15. Use the traditional method to test the given hypothesis. Assume that the population is normally distributed and that the sample has been randomly selected. Select the appropriate response.

Heights of men aged 25 to 34 have a standard deviation of 2.9. Use a 0.05 significance level to test the claim that the heights of women aged 25 to 34 have a different standard deviation. The heights (in inches) of 16 randomly selected women aged 25 to 34 are listed below. Round the sample standard deviation to five decimal places.

[tex]\[
\begin{array}{cccc}
62.1 & 63.5 & 65.0 & 64.6 \\
60.9 & 62.3 & 61.5 & 64.1 \\
66.0 & 63.2 & 65.8 & 66.6 \\
62.7 & 60.1 & 63.5 & 62.7 \\
\end{array}
\][/tex]

Select the correct test statistic and critical value.

A. Test statistic: [tex]$\chi^2=12.5689$[/tex]. Critical values: [tex]$\chi^2=6.262, 27.488$[/tex]

B. Test statistic: [tex]$\chi^2=6.2989$[/tex]. Critical values: [tex]$\chi^2=6.262, 27.488$[/tex]

C. Test statistic: [tex]$\chi^2=9.2597$[/tex]. Critical values: [tex]$\chi^2=5.162, 279.570$[/tex]

D. Test statistic: [tex]$\chi^2=9.2597$[/tex]. Critical values: [tex]$\chi^2=6.262, 27.488$[/tex]



Answer :

To test the hypothesis that the heights of women aged 25 to 34 have a different standard deviation than men aged 25 to 34, we will use the Chi-Squared test for the population variance.

Step-by-Step Solution:

1. State the Hypotheses:
- Null hypothesis ([tex]\(H_0\)[/tex]): The standard deviation of the heights of women aged 25 to 34 is equal to 2.9.
- Alternative hypothesis ([tex]\(H_1\)[/tex]): The standard deviation of the heights of women aged 25 to 34 is different from 2.9.

2. Significance Level:
- The significance level ([tex]\(\alpha\)[/tex]) is 0.05.

3. Sample Data:
- The heights of 16 randomly selected women aged 25 to 34 are:
62.1365, 63.8064, 64.2160, 64.1768, 64.2866, 64.4962, 64.1065, 64.7364,
64.8364, 65.2163, 65.1866, 65.7263, 65.0961, 65.1567, 65.5064, 65.65.
- Sample size ([tex]\(n\)[/tex]) is 16.

4. Calculate the Sample Standard Deviation:
- The sample standard deviation ([tex]\(s\)[/tex]) is 0.89035 (rounded to five decimal places).

5. Calculate the Chi-Squared Test Statistic:
- The test statistic is calculated by the formula:
[tex]\[ \chi^2 = \frac{(n-1) \times s^2}{\sigma^2} \][/tex]
- Substituting the values:
[tex]\[ \chi^2 = \frac{(16-1) \times (0.89035)^2}{(2.9)^2} = 1.4139 \][/tex]

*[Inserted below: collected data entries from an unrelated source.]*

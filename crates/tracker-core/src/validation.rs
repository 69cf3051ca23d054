//! Input validation for storage payloads
//!
//! Table and column names are interpolated into SQL, so every name that
//! reaches the storage layer must pass these checks first. Values are always
//! bound as parameters and are not validated here.

use crate::{Result, TrackerError};

/// Maximum length for table and column names
pub const MAX_IDENTIFIER_LEN: usize = 64;

/// Validate a table or column name
///
/// Requirements:
/// - Not empty
/// - <= 64 characters
/// - ASCII alphanumeric and underscore only
/// - Cannot start with a digit
pub fn validate_sql_identifier(name: &str, kind: &str) -> Result<()> {
    if name.is_empty() {
        return Err(TrackerError::ValidationError(format!(
            "{} name cannot be empty",
            kind
        )));
    }

    if name.len() > MAX_IDENTIFIER_LEN {
        return Err(TrackerError::ValidationError(format!(
            "{} name too long: {} > {} characters",
            kind,
            name.len(),
            MAX_IDENTIFIER_LEN
        )));
    }

    if !name.chars().all(|c| c.is_ascii_alphanumeric() || c == '_') {
        return Err(TrackerError::ValidationError(format!(
            "{} name '{}' contains invalid characters (allowed: alphanumeric, _)",
            kind, name
        )));
    }

    if name.starts_with(|c: char| c.is_ascii_digit()) {
        return Err(TrackerError::ValidationError(format!(
            "{} name '{}' cannot start with a digit",
            kind, name
        )));
    }

    Ok(())
}

/// Validate a filesystem path taken from a `file://` storage URI
pub fn validate_file_uri_path(path: &str) -> Result<()> {
    if path.contains("..") {
        return Err(TrackerError::ValidationError(
            "Path contains traversal pattern (..)".to_string(),
        ));
    }

    if path.contains('\0') {
        return Err(TrackerError::ValidationError(
            "Path contains null byte".to_string(),
        ));
    }

    Ok(())
}

#[cfg(test)]
mod tests {
    use super::*;

    #[test]
    fn test_valid_identifiers() {
        assert!(validate_sql_identifier("asset_tracker", "table").is_ok());
        assert!(validate_sql_identifier("deprecated_ts", "column").is_ok());
        assert!(validate_sql_identifier("ts", "column").is_ok());
        assert!(validate_sql_identifier("deprecatedTimestamp", "alias").is_ok());
    }

    #[test]
    fn test_invalid_identifiers() {
        assert!(validate_sql_identifier("", "column").is_err()); // Empty
        assert!(validate_sql_identifier(&"a".repeat(65), "column").is_err()); // Too long
        assert!(validate_sql_identifier("asset; DROP TABLE log", "column").is_err());
        assert!(validate_sql_identifier("asset-name", "column").is_err()); // Hyphen
        assert!(validate_sql_identifier("1column", "column").is_err()); // Leading digit
        assert!(validate_sql_identifier("\"quoted\"", "column").is_err());
    }

    #[test]
    fn test_validate_file_uri_path() {
        assert!(validate_file_uri_path("asset_tracker.db").is_ok());
        assert!(validate_file_uri_path("data/asset_tracker.db").is_ok());
        assert!(validate_file_uri_path("../../../etc/passwd").is_err()); // Traversal
        assert!(validate_file_uri_path("data\0hidden").is_err()); // Null byte
    }
}
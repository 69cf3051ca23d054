//! Datapoint usage reduction over "store" events.
//!
//! Each store event reports the datapoints an asset carried when it was
//! written. The summary keeps one entry per event row, in result order. A row
//! whose datapoint list is shorter than the most recent entry already recorded
//! for the same asset inherits that entry's list; a row with an equal or
//! longer list keeps its own. Earlier entries are never rewritten and lists
//! are never merged, so an asset may appear several times in the output.

use serde::{Deserialize, Serialize};
use serde_json::{Map, Value};

use crate::{Result, TrackerError};

/// A row from the distinct `(asset, data)` projection of store events.
#[derive(Debug, Clone, PartialEq, Eq, Deserialize)]
pub struct StoreEvent {
    pub asset: String,
    pub data: StoreEventData,
}

/// The payload recorded with a store event.
#[derive(Debug, Clone, PartialEq, Eq, Deserialize)]
pub struct StoreEventData {
    pub datapoints: Vec<String>,
}

impl StoreEvent {
    /// Decode a storage row, rejecting rows without a string `asset` or a
    /// `data.datapoints` list of strings.
    pub fn from_row(row: Map<String, Value>) -> Result<Self> {
        serde_json::from_value(Value::Object(row)).map_err(|e| {
            TrackerError::ValidationError(format!("Malformed store event row: {}", e))
        })
    }
}

/// Datapoints reported for one asset.
#[derive(Debug, Clone, PartialEq, Eq, Serialize)]
pub struct AssetDatapointSummary {
    pub asset: String,
    pub datapoints: Vec<String>,
}

/// Response body for the datapoint usage endpoint.
#[derive(Debug, Clone, Default, PartialEq, Eq, Serialize)]
pub struct DatapointUsage {
    /// Sum of the datapoint list lengths across every entry in `assets`
    pub count: usize,
    pub assets: Vec<AssetDatapointSummary>,
}

/// Reduce store events into a datapoint usage summary.
pub fn summarize_datapoints<I>(events: I) -> DatapointUsage
where
    I: IntoIterator<Item = StoreEvent>,
{
    let mut assets: Vec<AssetDatapointSummary> = Vec::new();

    for event in events {
        let mut candidate = AssetDatapointSummary {
            asset: event.asset,
            datapoints: event.data.datapoints,
        };

        // Only the latest entry for the asset is compared against.
        if let Some(existing) = assets.iter().rev().find(|s| s.asset == candidate.asset) {
            if candidate.datapoints.len() < existing.datapoints.len() {
                candidate.datapoints = existing.datapoints.clone();
            }
        }

        assets.push(candidate);
    }

    let count = assets.iter().map(|s| s.datapoints.len()).sum();
    DatapointUsage { count, assets }
}
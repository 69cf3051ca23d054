//! Asset Tracker Core
//!
//! Core types, errors, and the SQLite schema for the asset tracker: an audit
//! table recording which service and plugin last touched a data asset, and
//! when.

use chrono::Local;
use serde::{Deserialize, Deserializer, Serialize};
use serde_json::Value;

pub mod datapoints;
pub mod validation;

pub use datapoints::{
    summarize_datapoints, AssetDatapointSummary, DatapointUsage, StoreEvent, StoreEventData,
};

/// Table holding asset tracking records
pub const ASSET_TRACKER_TABLE: &str = "asset_tracker";

/// Table holding audit log entries
pub const LOG_TABLE: &str = "log";

/// Columns whose TEXT contents are JSON documents
pub const JSON_COLUMNS: &[&str] = &["data", "log"];

/// Event name recorded when a service writes readings for an asset
pub const STORE_EVENT: &str = "store";

/// One row of the asset tracker as returned by the listing query.
///
/// `timestamp` arrives already formatted by the storage layer. An unset
/// `deprecatedTimestamp` is represented as an empty string on the wire; SQL
/// NULL is read the same way.
#[derive(Debug, Clone, PartialEq, Serialize, Deserialize)]
pub struct TrackingRecord {
    pub asset: String,
    pub event: String,
    pub service: String,
    /// Name of the instance that registered the record
    #[serde(default, deserialize_with = "null_as_empty")]
    pub fledge: String,
    pub plugin: String,
    pub timestamp: String,
    #[serde(
        rename = "deprecatedTimestamp",
        default,
        deserialize_with = "null_as_empty"
    )]
    pub deprecated_timestamp: String,
    #[serde(default)]
    pub data: Value,
}

impl TrackingRecord {
    /// Whether the record has already been marked deprecated
    pub fn is_deprecated(&self) -> bool {
        !self.deprecated_timestamp.is_empty()
    }
}

/// Natural key of a tracking record.
#[derive(Debug, Clone, PartialEq, Eq, Serialize, Deserialize)]
pub struct TrackingKey {
    pub service: String,
    pub asset: String,
    pub event: String,
}

impl TrackingKey {
    pub fn new(
        service: impl Into<String>,
        asset: impl Into<String>,
        event: impl Into<String>,
    ) -> Self {
        Self {
            service: service.into(),
            asset: asset.into(),
            event: event.into(),
        }
    }
}

impl std::fmt::Display for TrackingKey {
    fn fmt(&self, f: &mut std::fmt::Formatter<'_>) -> std::fmt::Result {
        write!(
            f,
            "service: {} asset: {} event: {}",
            self.service, self.asset, self.event
        )
    }
}

/// Deprecation state of a tracking record looked up by its key.
#[derive(Debug, Clone, Copy, PartialEq, Eq)]
pub enum TrackingState {
    NotFound,
    Active,
    Deprecated,
}

impl TrackingState {
    /// Derive the state from the `deprecated_ts` value of the first matching
    /// row, if any. JSON null and the empty string both mean active.
    pub fn from_deprecated_ts(value: Option<&Value>) -> Self {
        match value {
            None => TrackingState::NotFound,
            Some(Value::Null) => TrackingState::Active,
            Some(Value::String(s)) if s.is_empty() => TrackingState::Active,
            Some(_) => TrackingState::Deprecated,
        }
    }
}

fn null_as_empty<'de, D>(deserializer: D) -> std::result::Result<String, D::Error>
where
    D: Deserializer<'de>,
{
    Ok(Option::<String>::deserialize(deserializer)?.unwrap_or_default())
}

/// Current local time in the format stored in timestamp columns,
/// e.g. `2024-03-01 12:30:45.123456+01:00`.
pub fn local_timestamp() -> String {
    Local::now().format("%Y-%m-%d %H:%M:%S%.6f%:z").to_string()
}

/// Errors that can occur in asset tracker operations
#[derive(Debug, thiserror::Error)]
pub enum TrackerError {
    #[error("SQLite error: {0}")]
    Sqlite(#[from] rusqlite::Error),

    #[error("Serialization error: {0}")]
    Serialization(#[from] serde_json::Error),

    #[error("Validation error: {0}")]
    ValidationError(String),

    #[error("Storage error: {0}")]
    Storage(String),

    #[error("Other error: {0}")]
    Other(String),
}

/// Result type for asset tracker operations
pub type Result<T> = std::result::Result<T, TrackerError>;

/// Initialize the SQLite schema
///
/// Creates the tables if they don't exist:
/// - `asset_tracker`: asset tracking records
/// - `log`: audit log entries
pub fn init_sqlite_schema(conn: &rusqlite::Connection) -> Result<()> {
    let ddl = r#"
    CREATE TABLE IF NOT EXISTS asset_tracker (
      id INTEGER PRIMARY KEY AUTOINCREMENT,
      asset TEXT NOT NULL,
      event TEXT NOT NULL,
      service TEXT NOT NULL,
      fledge TEXT NOT NULL DEFAULT '',
      plugin TEXT NOT NULL,
      ts TEXT NOT NULL DEFAULT (strftime('%Y-%m-%d %H:%M:%f', 'now', 'localtime')),
      deprecated_ts TEXT,
      data TEXT NOT NULL DEFAULT '{}'
    );

    CREATE INDEX IF NOT EXISTS idx_asset_tracker_key ON asset_tracker(service, asset, event);
    CREATE INDEX IF NOT EXISTS idx_asset_tracker_event ON asset_tracker(event);

    CREATE TABLE IF NOT EXISTS log (
      id INTEGER PRIMARY KEY AUTOINCREMENT,
      code TEXT NOT NULL,
      level INTEGER NOT NULL,
      log TEXT NOT NULL DEFAULT '{}',
      ts TEXT NOT NULL DEFAULT (strftime('%Y-%m-%d %H:%M:%f', 'now', 'localtime'))
    );

    CREATE INDEX IF NOT EXISTS idx_log_code ON log(code);
    "#;

    conn.execute_batch(ddl)?;
    Ok(())
}
impl StorageClient for SqliteStorage {
    fn query<'a>(
        &'a self,
        table: &'a str,
        payload: &'a QueryPayload,
    ) -> Pin<Box<dyn Future<Output = Result<QueryResponse>> + Send + 'a>> {
        let statement = payload.to_sql(table);
        Box::pin(async move {
            let statement = match statement {
                Ok(statement) => statement,
                Err(e) => {
                    tracing::warn!(table, error = %e, "Rejected query payload");
                    return Ok(QueryResponse::failed(e.to_string()));
                }
            };
            tracing::debug!(table, sql = %statement.sql, "Running query");

            self.with_connection(move |conn| match run_query(conn, &statement) {
                Ok(rows) => QueryResponse::with_rows(rows),
                Err(e) => {
                    tracing::warn!(sql = %statement.sql, error = %e, "Query failed");
                    QueryResponse::failed(e.to_string())
                }
            })
            .await
        })
    }

    fn update<'a>(
        &'a self,
        table: &'a str,
        payload: &'a UpdatePayload,
    ) -> Pin<Box<dyn Future<Output = Result<WriteResponse>> + Send + 'a>> {
        let statement = payload.to_sql(table);
        Box::pin(async move {
            let statement = match statement {
                Ok(statement) => statement,
                Err(e) => return Ok(WriteResponse::failed(e.to_string())),
            };
            tracing::debug!(table, sql = %statement.sql, "Running update");

            self.with_connection(move |conn| match run_write(conn, &statement) {
                Ok(n) => WriteResponse::updated(n),
                Err(e) => {
                    tracing::warn!(sql = %statement.sql, error = %e, "Update failed");
                    WriteResponse::failed(e.to_string())
                }
            })
            .await
        })
    }

    fn insert<'a>(
        &'a self,
        table: &'a str,
        payload: &'a InsertPayload,
    ) -> Pin<Box<dyn Future<Output = Result<WriteResponse>> + Send + 'a>> {
        let statement = payload.to_sql(table);
        Box::pin(async move {
            let statement = match statement {
                Ok(statement) => statement,
                Err(e) => return Ok(WriteResponse::failed(e.to_string())),
            };
            tracing::debug!(table, sql = %statement.sql, "Running insert");

            self.with_connection(move |conn| match run_write(conn, &statement) {
                Ok(n) => WriteResponse::inserted(n),
                Err(e) => {
                    tracing::warn!(sql = %statement.sql, error = %e, "Insert failed");
                    WriteResponse::failed(e.to_string())
                }
            })
            .await
        })
    }

    fn ping(&self) -> Pin<Box<dyn Future<Output = Result<()>> + Send + '_>> {
        Box::pin(async move {
            self.with_connection(|conn| conn.query_row("SELECT 1", [], |_| Ok(())))
                .await??;
            Ok(())
        })
    }
}
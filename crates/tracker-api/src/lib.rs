//! Asset Tracker API Library
//!
//! Router, handlers and service layer for the asset tracker REST API. The
//! `asset-tracker-api` binary wires these to a storage backend chosen from the
//! environment; tests drive [`build_router`] directly.

use asset_tracker_storage::DynStorageClient;
use axum::{
    routing::{get, put},
    Router,
};
use std::sync::Arc;
use tower_http::{cors::CorsLayer, trace::TraceLayer};

pub mod audit;
pub mod config;
pub mod error;
pub mod health;
#[cfg(feature = "metrics")]
pub mod metrics;
pub mod track;
pub mod tracker;

pub use audit::{AuditLogger, AuditSeverity, StorageAuditLogger};
pub use error::ApiError;
pub use tracker::{TrackFilter, TrackerService};

/// Application state shared across handlers
#[derive(Clone)]
pub struct AppState {
    pub tracker: Arc<TrackerService>,
    pub storage: Arc<DynStorageClient>,
}

impl AppState {
    pub fn new(storage: Arc<DynStorageClient>, audit: Arc<dyn AuditLogger>) -> Self {
        Self {
            tracker: Arc::new(TrackerService::new(Arc::clone(&storage), audit)),
            storage,
        }
    }

    /// State whose audit entries go to the same storage backend.
    pub fn from_storage(storage: Arc<DynStorageClient>) -> Self {
        let audit = Arc::new(StorageAuditLogger::new(Arc::clone(&storage)));
        Self::new(storage, audit)
    }
}

pub fn build_router(state: AppState) -> Router {
    let router = Router::new()
        .route("/health", get(health::health_check))
        .route("/live", get(health::liveness_check))
        .route("/ready", get(health::readiness_check))
        .route("/track", get(track::get_asset_tracker_events))
        .route(
            "/track/service/:service/asset/:asset/event/:event",
            put(track::deprecate_asset_track_entry),
        )
        .route("/track/storage/assets", get(track::get_datapoint_usage));

    #[cfg(feature = "metrics")]
    let router = router
        .route("/metrics", get(metrics::metrics_handler))
        .route_layer(axum::middleware::from_fn(metrics::track_metrics));

    router
        .layer(TraceLayer::new_for_http())
        .layer(CorsLayer::permissive())
        .with_state(state)
}
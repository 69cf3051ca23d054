//! Health Check Module
//!
//! Probe endpoints for process supervisors and load balancers:
//! - `/health` - Basic health check (returns "ok")
//! - `/ready` - Readiness probe (pings the storage backend)
//! - `/live` - Liveness probe (always healthy while the process runs)

use axum::{extract::State, http::StatusCode, response::IntoResponse, Json};
use serde::Serialize;
use std::time::Instant;

use crate::AppState;

/// Health check response with detailed status
#[derive(Debug, Serialize)]
pub struct HealthResponse {
    pub status: HealthStatus,
    #[serde(skip_serializing_if = "Option::is_none")]
    pub storage: Option<ComponentHealth>,
    #[serde(skip_serializing_if = "Option::is_none")]
    pub message: Option<String>,
}

#[derive(Debug, Serialize, Clone, Copy, PartialEq, Eq)]
#[serde(rename_all = "lowercase")]
pub enum HealthStatus {
    Healthy,
    Unhealthy,
}

/// Component health status
#[derive(Debug, Serialize)]
pub struct ComponentHealth {
    pub status: HealthStatus,
    #[serde(skip_serializing_if = "Option::is_none")]
    pub latency_ms: Option<u64>,
    #[serde(skip_serializing_if = "Option::is_none")]
    pub message: Option<String>,
}

/// Basic health check - always returns "ok" if the server is running
pub async fn health_check() -> &'static str {
    "ok"
}

/// Liveness probe
pub async fn liveness_check() -> impl IntoResponse {
    (
        StatusCode::OK,
        Json(HealthResponse {
            status: HealthStatus::Healthy,
            storage: None,
            message: Some("Service is alive".to_string()),
        }),
    )
}

/// Readiness probe - 503 while the storage backend cannot be reached
pub async fn readiness_check(State(state): State<AppState>) -> impl IntoResponse {
    let storage_health = match check_storage_health(&state).await {
        Ok(latency_ms) => ComponentHealth {
            status: HealthStatus::Healthy,
            latency_ms: Some(latency_ms),
            message: None,
        },
        Err(e) => ComponentHealth {
            status: HealthStatus::Unhealthy,
            latency_ms: None,
            message: Some(e),
        },
    };

    let overall_status = storage_health.status;
    let status_code = match overall_status {
        HealthStatus::Healthy => StatusCode::OK,
        HealthStatus::Unhealthy => StatusCode::SERVICE_UNAVAILABLE,
    };

    tracing::debug!(status = ?overall_status, "Readiness check completed");

    (
        status_code,
        Json(HealthResponse {
            status: overall_status,
            storage: Some(storage_health),
            message: Some(
                if overall_status == HealthStatus::Healthy {
                    "Service is ready"
                } else {
                    "Service is not ready"
                }
                .to_string(),
            ),
        }),
    )
}

async fn check_storage_health(state: &AppState) -> Result<u64, String> {
    let start = Instant::now();
    state
        .storage
        .ping()
        .await
        .map_err(|e| format!("Storage ping failed: {}", e))?;
    Ok(start.elapsed().as_millis() as u64)
}
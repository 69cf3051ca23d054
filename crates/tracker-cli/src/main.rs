//! Asset Tracker CLI
//!
//! Command-line interface for inspecting and deprecating asset tracker
//! records. Results are printed as JSON.

use asset_tracker_api::tracker::DEPRECATED_MESSAGE;
use asset_tracker_api::{AppState, TrackFilter};
use asset_tracker_core::TrackingKey;
use asset_tracker_storage::{parse_storage_uri, storage_from_uri, StorageLocation};
use clap::{Parser, Subcommand};
use serde_json::{json, Value};
use std::sync::Arc;
use tracing_subscriber::EnvFilter;

#[derive(Parser)]
#[command(name = "asset-tracker")]
#[command(version, about = "Asset tracker CLI", long_about = None)]
struct Cli {
    /// Storage location (`file://<path>`, `sqlite::memory:` or a plain path)
    #[arg(
        short,
        long,
        env = "ASSET_TRACKER_DB",
        default_value = "asset_tracker.db",
        global = true
    )]
    database: String,

    #[command(subcommand)]
    command: Commands,
}

#[derive(Subcommand)]
enum Commands {
    /// Create the asset tracker tables
    Init {
        /// Remove an existing database file first
        #[arg(short, long)]
        force: bool,
    },

    /// List tracking records
    List {
        /// Filter by asset name
        #[arg(short, long)]
        asset: Option<String>,

        /// Filter by event name
        #[arg(short, long)]
        event: Option<String>,

        /// Filter by service name
        #[arg(short, long)]
        service: Option<String>,
    },

    /// Mark a tracking record deprecated
    Deprecate {
        service: String,
        asset: String,
        event: String,
    },

    /// Show per-asset datapoint usage from store events
    Usage,
}

#[tokio::main]
async fn main() {
    tracing_subscriber::fmt()
        .with_env_filter(
            EnvFilter::try_from_default_env().unwrap_or_else(|_| EnvFilter::new("warn")),
        )
        .with_writer(std::io::stderr)
        .init();

    let cli = Cli::parse();

    let result = match cli.command {
        Commands::Init { force } => init_database(&cli.database, force),
        Commands::List {
            asset,
            event,
            service,
        } => {
            let filter = TrackFilter {
                asset,
                event,
                service,
            };
            list_records(&cli.database, &filter)
                .await
                .and_then(|out| print_json(&out))
        }
        Commands::Deprecate {
            service,
            asset,
            event,
        } => deprecate(&cli.database, TrackingKey::new(service, asset, event))
            .await
            .and_then(|out| print_json(&out)),
        Commands::Usage => datapoint_usage(&cli.database)
            .await
            .and_then(|out| print_json(&out)),
    };

    if let Err(e) = result {
        eprintln!("Error: {}", e);
        std::process::exit(1);
    }
}

type CliResult<T = ()> = Result<T, Box<dyn std::error::Error>>;

fn open_state(uri: &str) -> CliResult<AppState> {
    let storage = storage_from_uri(uri)?;
    Ok(AppState::from_storage(Arc::new(storage)))
}

fn print_json(value: &Value) -> CliResult {
    println!("{}", serde_json::to_string_pretty(value)?);
    Ok(())
}

fn init_database(uri: &str, force: bool) -> CliResult {
    if let StorageLocation::Local(path) = parse_storage_uri(uri)? {
        if path.exists() {
            if !force {
                return Err(format!(
                    "Database already exists at '{}'. Use --force to overwrite.",
                    path.display()
                )
                .into());
            }
            eprintln!("Removing existing database at '{}'", path.display());
            std::fs::remove_file(&path)?;
        }
    }

    storage_from_uri(uri)?;
    println!("Initialized asset tracker at '{}'", uri);
    Ok(())
}

async fn list_records(uri: &str, filter: &TrackFilter) -> CliResult<Value> {
    let state = open_state(uri)?;
    let track = state.tracker.list_records(filter).await?;
    Ok(json!({ "track": track }))
}

async fn deprecate(uri: &str, key: TrackingKey) -> CliResult<Value> {
    let state = open_state(uri)?;
    state.tracker.deprecate(&key).await?;
    Ok(json!({ "success": DEPRECATED_MESSAGE }))
}

async fn datapoint_usage(uri: &str) -> CliResult<Value> {
    let state = open_state(uri)?;
    let usage = state.tracker.datapoint_usage().await?;
    Ok(serde_json::to_value(usage)?)
}
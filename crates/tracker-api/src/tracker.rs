//! Asset tracker operations
//!
//! `TrackerService` owns the storage and audit collaborators and implements
//! the three operations exposed over HTTP: the filtered listing, the
//! one-way deprecation of a record, and the datapoint usage summary. Each
//! request makes at most two sequential storage round trips.

use asset_tracker_core::{
    local_timestamp, summarize_datapoints, DatapointUsage, StoreEvent, TrackingKey,
    TrackingRecord, TrackingState, ASSET_TRACKER_TABLE, STORE_EVENT,
};
use asset_tracker_storage::{
    ColumnFormat, Condition, DynStorageClient, QueryPayload, UpdatePayload, RESPONSE_UPDATED,
};
use serde::Deserialize;
use serde_json::json;
use std::sync::Arc;

use crate::audit::{AuditLogger, ASSET_DEPRECATED_CODE};
use crate::error::ApiError;

/// Columns returned by the listing query, in output order.
pub const TRACK_COLUMNS: [&str; 8] = [
    "asset",
    "event",
    "service",
    "fledge",
    "plugin",
    "ts",
    "deprecated_ts",
    "data",
];

pub const DEPRECATED_MESSAGE: &str = "Asset record entry has been deprecated.";

pub const ALREADY_DEPRECATED_MESSAGE: &str = "Asset record already deprecated.";

/// Optional equality filters for the listing. Empty values count as absent.
#[derive(Debug, Clone, Default, PartialEq, Eq, Deserialize)]
pub struct TrackFilter {
    pub asset: Option<String>,
    pub event: Option<String>,
    pub service: Option<String>,
}

impl TrackFilter {
    fn present(value: &Option<String>) -> Option<&str> {
        value.as_deref().filter(|v| !v.is_empty())
    }

    /// `(column, value)` pairs for every supplied, non-empty filter.
    pub fn predicates(&self) -> Vec<(&'static str, &str)> {
        [
            ("asset", &self.asset),
            ("event", &self.event),
            ("service", &self.service),
        ]
        .into_iter()
        .filter_map(|(column, value)| Self::present(value).map(|v| (column, v)))
        .collect()
    }
}

/// Listing query: every tracking column, `ts` formatted to milliseconds.
pub fn track_query(filter: &TrackFilter) -> QueryPayload {
    let payload = QueryPayload::select(TRACK_COLUMNS)
        .alias("ts", "timestamp")
        .format("ts", ColumnFormat::TimestampMillis)
        .alias("deprecated_ts", "deprecatedTimestamp")
        .where_(Condition::Always);

    filter
        .predicates()
        .into_iter()
        .fold(payload, |payload, (column, value)| {
            payload.and_where(Condition::eq(column, value))
        })
}

pub fn deprecation_lookup_query(key: &TrackingKey) -> QueryPayload {
    QueryPayload::select(["deprecated_ts"])
        .where_(Condition::eq("service", key.service.as_str()))
        .and_where(Condition::eq("asset", key.asset.as_str()))
        .and_where(Condition::eq("event", key.event.as_str()))
}

/// Conditional write setting `deprecated_ts`, guarded on it still being unset
/// (NULL or empty, the same states the lookup treats as active).
pub fn deprecation_update(key: &TrackingKey, deprecated_ts: &str) -> UpdatePayload {
    UpdatePayload::set("deprecated_ts", deprecated_ts)
        .where_(Condition::eq("service", key.service.as_str()))
        .and_where(Condition::eq("asset", key.asset.as_str()))
        .and_where(Condition::eq("event", key.event.as_str()))
        .and_where(Condition::is_null_or_empty("deprecated_ts"))
}

pub fn store_events_query() -> QueryPayload {
    QueryPayload::distinct(["asset", "data"]).where_(Condition::eq("event", STORE_EVENT))
}

pub struct TrackerService {
    storage: Arc<DynStorageClient>,
    audit: Arc<dyn AuditLogger>,
}

impl TrackerService {
    pub fn new(storage: Arc<DynStorageClient>, audit: Arc<dyn AuditLogger>) -> Self {
        Self { storage, audit }
    }

    /// List tracking records matching the filter.
    pub async fn list_records(&self, filter: &TrackFilter) -> Result<Vec<TrackingRecord>, ApiError> {
        let payload = track_query(filter);
        let rows = self
            .storage
            .query(ASSET_TRACKER_TABLE, &payload)
            .await?
            .into_rows()
            .map_err(ApiError::StorageReported)?;

        rows.into_iter()
            .map(|row| {
                serde_json::from_value(row.into())
                    .map_err(|e| ApiError::Unexpected(format!("Invalid tracking row: {}", e)))
            })
            .collect()
    }

    /// Mark a record deprecated.
    ///
    /// Succeeds only for an existing, active record and only when the guarded
    /// update touches exactly one row.
    pub async fn deprecate(&self, key: &TrackingKey) -> Result<(), ApiError> {
        let lookup = deprecation_lookup_query(key);
        let rows = self
            .storage
            .query(ASSET_TRACKER_TABLE, &lookup)
            .await?
            .into_rows()
            .map_err(ApiError::Storage)?;

        let current = rows.first().and_then(|row| row.get("deprecated_ts"));
        match TrackingState::from_deprecated_ts(current) {
            TrackingState::NotFound => {
                return Err(ApiError::NotFound(format!(
                    "No record found in asset tracker for given {}",
                    key
                )));
            }
            TrackingState::Deprecated => {
                return Err(ApiError::Conflict(ALREADY_DEPRECATED_MESSAGE.to_string()));
            }
            TrackingState::Active => {}
        }

        let update = deprecation_update(key, &local_timestamp());
        let response = self.storage.update(ASSET_TRACKER_TABLE, &update).await?;

        let status = match response.response.as_deref() {
            Some(status) => status,
            None => {
                return Err(ApiError::Storage(response.message.unwrap_or_else(|| {
                    "Update response carried no status".to_string()
                })));
            }
        };
        if status != RESPONSE_UPDATED || response.rows_affected != Some(1) {
            tracing::warn!(
                %key,
                status,
                rows_affected = ?response.rows_affected,
                "Deprecation update did not affect exactly one row"
            );
            return Err(ApiError::UpdateFailed(format!(
                "Update failure in asset tracker for {}",
                key
            )));
        }

        self.record_deprecation_audit(key).await;
        tracing::info!(%key, "Asset tracker record deprecated");
        Ok(())
    }

    async fn record_deprecation_audit(&self, key: &TrackingKey) {
        let details = json!({
            "asset": key.asset,
            "service": key.service,
            "event": key.event,
        });
        if let Err(e) = self.audit.information(ASSET_DEPRECATED_CODE, details).await {
            tracing::warn!(%key, error = %e, "Failed to write deprecation audit entry");
        }
    }

    /// Summarize the datapoints reported by store events.
    pub async fn datapoint_usage(&self) -> Result<DatapointUsage, ApiError> {
        let rows = self
            .storage
            .query(ASSET_TRACKER_TABLE, &store_events_query())
            .await?
            .into_rows()
            .map_err(ApiError::StorageReported)?;

        let events = rows
            .into_iter()
            .map(StoreEvent::from_row)
            .collect::<asset_tracker_core::Result<Vec<_>>>()?;

        Ok(summarize_datapoints(events))
    }
}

6. Determine the Critical Values:
- For a two-tailed test at [tex]\(\alpha = 0.05\)[/tex], the critical values for the Chi-Squared distribution with [tex]\(df = n - 1 = 15\)[/tex] degrees of freedom are:
- [tex]\(\chi^2_{left}\)[/tex] at [tex]\(\alpha/2 = 0.025\)[/tex] (lower critical value): 6.262
- [tex]\(\chi^2_{right}\)[/tex] at [tex]\(1 - \alpha/2 = 0.975\)[/tex] (upper critical value): 27.488

7. Decision Rule:
- If the test statistic lies outside the range defined by the critical values, we reject the null hypothesis. Otherwise, we do not reject the null hypothesis.

8. Compare the Test Statistic to the Critical Values:
- The test statistic is [tex]\(\chi^2 = 1.4139\)[/tex].
- The critical values are 6.262 and 27.488.

Since [tex]\(1.4139\)[/tex] is not within the range of the critical values [6.262, 27.488], the test statistic lies outside the critical region.

Thus, based on the calculations, we do not reject the null hypothesis. This means that there is not enough evidence at the 0.05 significance level to claim that the standard deviation of the heights of women aged 25 to 34 is different from 2.9.

Correct Response:
- Test statistic: [tex]\(\chi^2=1.4139\)[/tex]. Critical values: [tex]\(\chi^2=6.262, 27.488\)[/tex].